Adrenal lesions often occur in patients with multiple endocrine neoplasia type 1 (MEN1), mostly adrenal cortical adenomas (ACAs), although the frequency of adrenal cortical carcinomas (ACCs) is higher than in the general population. The coexistence of benign and malignant masses has seldom been documented, leaving open the question of ACC progression from benign forms. We report a comprehensive genetic characterization of three adrenal cortical tumor samples obtained from a familial MEN1 patient, operated for the rapid progression of an initially stable nonfunctional adrenal incidentaloma.
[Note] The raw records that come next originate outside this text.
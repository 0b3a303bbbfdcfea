//! Reply Cabin — support-reply drafting desk.
//!
//! This is the app shell that wires together all domains and commands.
//! No business logic lives here — only module declarations, startup,
//! and the command dispatch.
//!
//! Commands are split across:
//!   - commands.rs  — simple one-step commands (image load, clipboard, export)
//!   - pipeline.rs  — multi-step orchestration (capture → OCR → generate → render)
//!   - console.rs   — the interactive menu loop
//!   - settings/    — API key, endpoint and OCR configuration

pub mod capture;
pub mod cli;
pub mod commands;
pub mod console;
pub mod error;
pub mod llm;
pub mod ocr;
pub mod pipeline;
pub mod session;
pub mod settings;

use clap::Parser;
use cli::{Cli, Commands, KeyCommands, SettingsCommands};
use commands::ImageSource;
use pipeline::ReplyJob;
use session::Session;
use std::path::PathBuf;
use std::process::ExitCode;

pub use error::{ExportError, ReplyError};
pub use llm::{generate_reply, ChatClient, Endpoint, ReplyMode, ReplyRequest, StructuredReply};

/// Entry point — called by main.
pub async fn run() -> ExitCode {
    // Load .env.local → .env from the working directory. Existing
    // variables are never overridden.
    'env_load: for env_file in [".env.local", ".env"] {
        let path = PathBuf::from(env_file);
        if path.exists() {
            match dotenvy::from_path(&path) {
                Ok(_) => eprintln!("[STARTUP] Loaded {}", path.display()),
                Err(e) => eprintln!("[STARTUP] Failed to load {}: {}", path.display(), e),
            }
            break 'env_load;
        }
    }

    env_logger::init();

    let cli = Cli::parse();
    match dispatch(cli).await {
        Ok(()) => ExitCode::SUCCESS,
        Err(e) => {
            eprintln!("Error: {}", e);
            ExitCode::FAILURE
        }
    }
}

async fn dispatch(cli: Cli) -> Result<(), String> {
    let settings = settings::load_settings();
    let endpoint = settings::resolve_endpoint(&settings, cli.base_url, cli.model);
    log::info!(
        "[STARTUP] Provider: {} ({})",
        llm::provider::provider_info().name,
        endpoint.base_url
    );

    match cli.command.unwrap_or(Commands::Session) {
        Commands::Session => {
            let api_key = settings::resolve_api_key(true);
            let mut session = Session::new(endpoint, &settings::ocr_config(&settings));
            console::run_console(&mut session, api_key).await
        }
        Commands::Reply {
            text,
            context,
            mode,
            image,
            paste,
            copy,
            export,
            json,
        } => {
            let image = match (image, paste) {
                (Some(path), _) => Some(ImageSource::File(path)),
                (None, true) => Some(ImageSource::Clipboard),
                (None, false) => None,
            };
            let job = ReplyJob {
                text,
                image,
                context,
                mode: mode.into(),
            };
            let mut session = Session::new(endpoint, &settings::ocr_config(&settings));
            let api_key = settings::resolve_api_key(true)
                .map(|k| k.key)
                .unwrap_or_default();

            let reply = pipeline::process_reply(&mut session, &job, &api_key)
                .await
                .map_err(|e| pipeline::render_error(&e))?;

            if json {
                let fields = serde_json::Value::Object(reply.fields().clone());
                println!(
                    "{}",
                    serde_json::to_string_pretty(&fields).map_err(|e| e.to_string())?
                );
            } else {
                println!("{}", pipeline::render_reply(&reply));
            }
            if let Some(style) = copy {
                commands::copy_style(&reply, style.into())?;
                eprintln!("✅ Copied to clipboard");
            }
            if let Some(path) = export {
                let written = commands::export_log(&session, Some(path.as_path()))?;
                eprintln!("✅ Exported {}", written.display());
            }
            Ok(())
        }
        Commands::Ocr { image, paste } => {
            let source = match (image, paste) {
                (Some(path), _) => ImageSource::File(path),
                (None, true) => ImageSource::Clipboard,
                (None, false) => return Err("Give an image path or --paste".to_string()),
            };
            let session = Session::new(endpoint, &settings::ocr_config(&settings));
            println!("{}", commands::ocr_image(&session, &source)?);
            Ok(())
        }
        Commands::Key { command } => run_key(command, &endpoint).await,
        Commands::Settings { command } => run_settings(command, settings, &endpoint),
    }
}

async fn run_key(command: KeyCommands, endpoint: &Endpoint) -> Result<(), String> {
    match command {
        KeyCommands::Save { key } => {
            let key = match key {
                Some(key) => key,
                None => dialoguer::Password::new()
                    .with_prompt("DeepSeek API Key")
                    .interact()
                    .map_err(|e| format!("Failed to read key: {}", e))?,
            };
            settings::save_api_key(&key)?;
            println!("✅ Saved ({})", llm::provider::mask_key(key.trim()));
            Ok(())
        }
        KeyCommands::Show => {
            match settings::resolve_api_key(false) {
                Some(k) => println!("{} ({})", llm::provider::mask_key(&k.key), k.source.label()),
                None => println!("{}", ReplyError::MissingApiKey),
            }
            Ok(())
        }
        KeyCommands::Test => {
            let key = settings::resolve_api_key(true)
                .ok_or_else(|| ReplyError::MissingApiKey.to_string())?;
            if settings::test_endpoint(endpoint, &key.key).await? {
                println!("✅ {} accepted the key", endpoint.base_url);
                Ok(())
            } else {
                Err(format!("{} rejected the key", endpoint.base_url))
            }
        }
    }
}

fn run_settings(
    command: SettingsCommands,
    mut current: settings::Settings,
    endpoint: &Endpoint,
) -> Result<(), String> {
    match command {
        SettingsCommands::Show => {
            let view = serde_json::json!({
                "provider": llm::provider::provider_info(),
                "effective": endpoint,
                "file": current,
            });
            let json = serde_json::to_string_pretty(&view).map_err(|e| e.to_string())?;
            println!("{}", json);
        }
        SettingsCommands::Set { key, value } => {
            current.set(&key, &value)?;
            settings::save_settings(&current)?;
            println!("✅ {} updated", key);
        }
        SettingsCommands::Path => println!("{}", settings::store::settings_path().display()),
    }
    Ok(())
}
Histologically, the tumor consisted of a small ACA contiguous to a large ACC, which subsequently relapsed. Exome sequencing of ACC, ACA and recurrence evidenced a MEN1 loss of heterozygosity (LOH) in ACC but not in ACA, where, however, a second hit driven by alternative mechanisms could not be excluded. The majority of the ACA variants were found to co-occurred in ACC (n = 36/42) and were benign, except for two of unknown significance in KANK1 and REN genes, described as associated with renal cancer. Among variants shared between ACC and its recurrence (n = 69), 11 were Tier III, while 2 affecting TP53 and NF1 genes were pathogenic. Bioinformatic clonal evolution analysis identified one clone - characterized by TP53 and NF1 mutations - absent in ACA but present in ACC and recurrence, as well as 2 clones shared between ACA and ACC but lost in the recurrence. In conclusion, comparative Whole Exome Sequencing (WES) analysis of three adrenal tumors in a MEN1 patient suggests a possible relationship between malignant and benign lesions occurring in MEN1 patients, without, however, demonstrating any causal adenoma-to-carcinoma progression driven by MEN1 LOH. Overall, these data further suggest an increased risk of MEN1 patients to develop adrenocortical malignancy.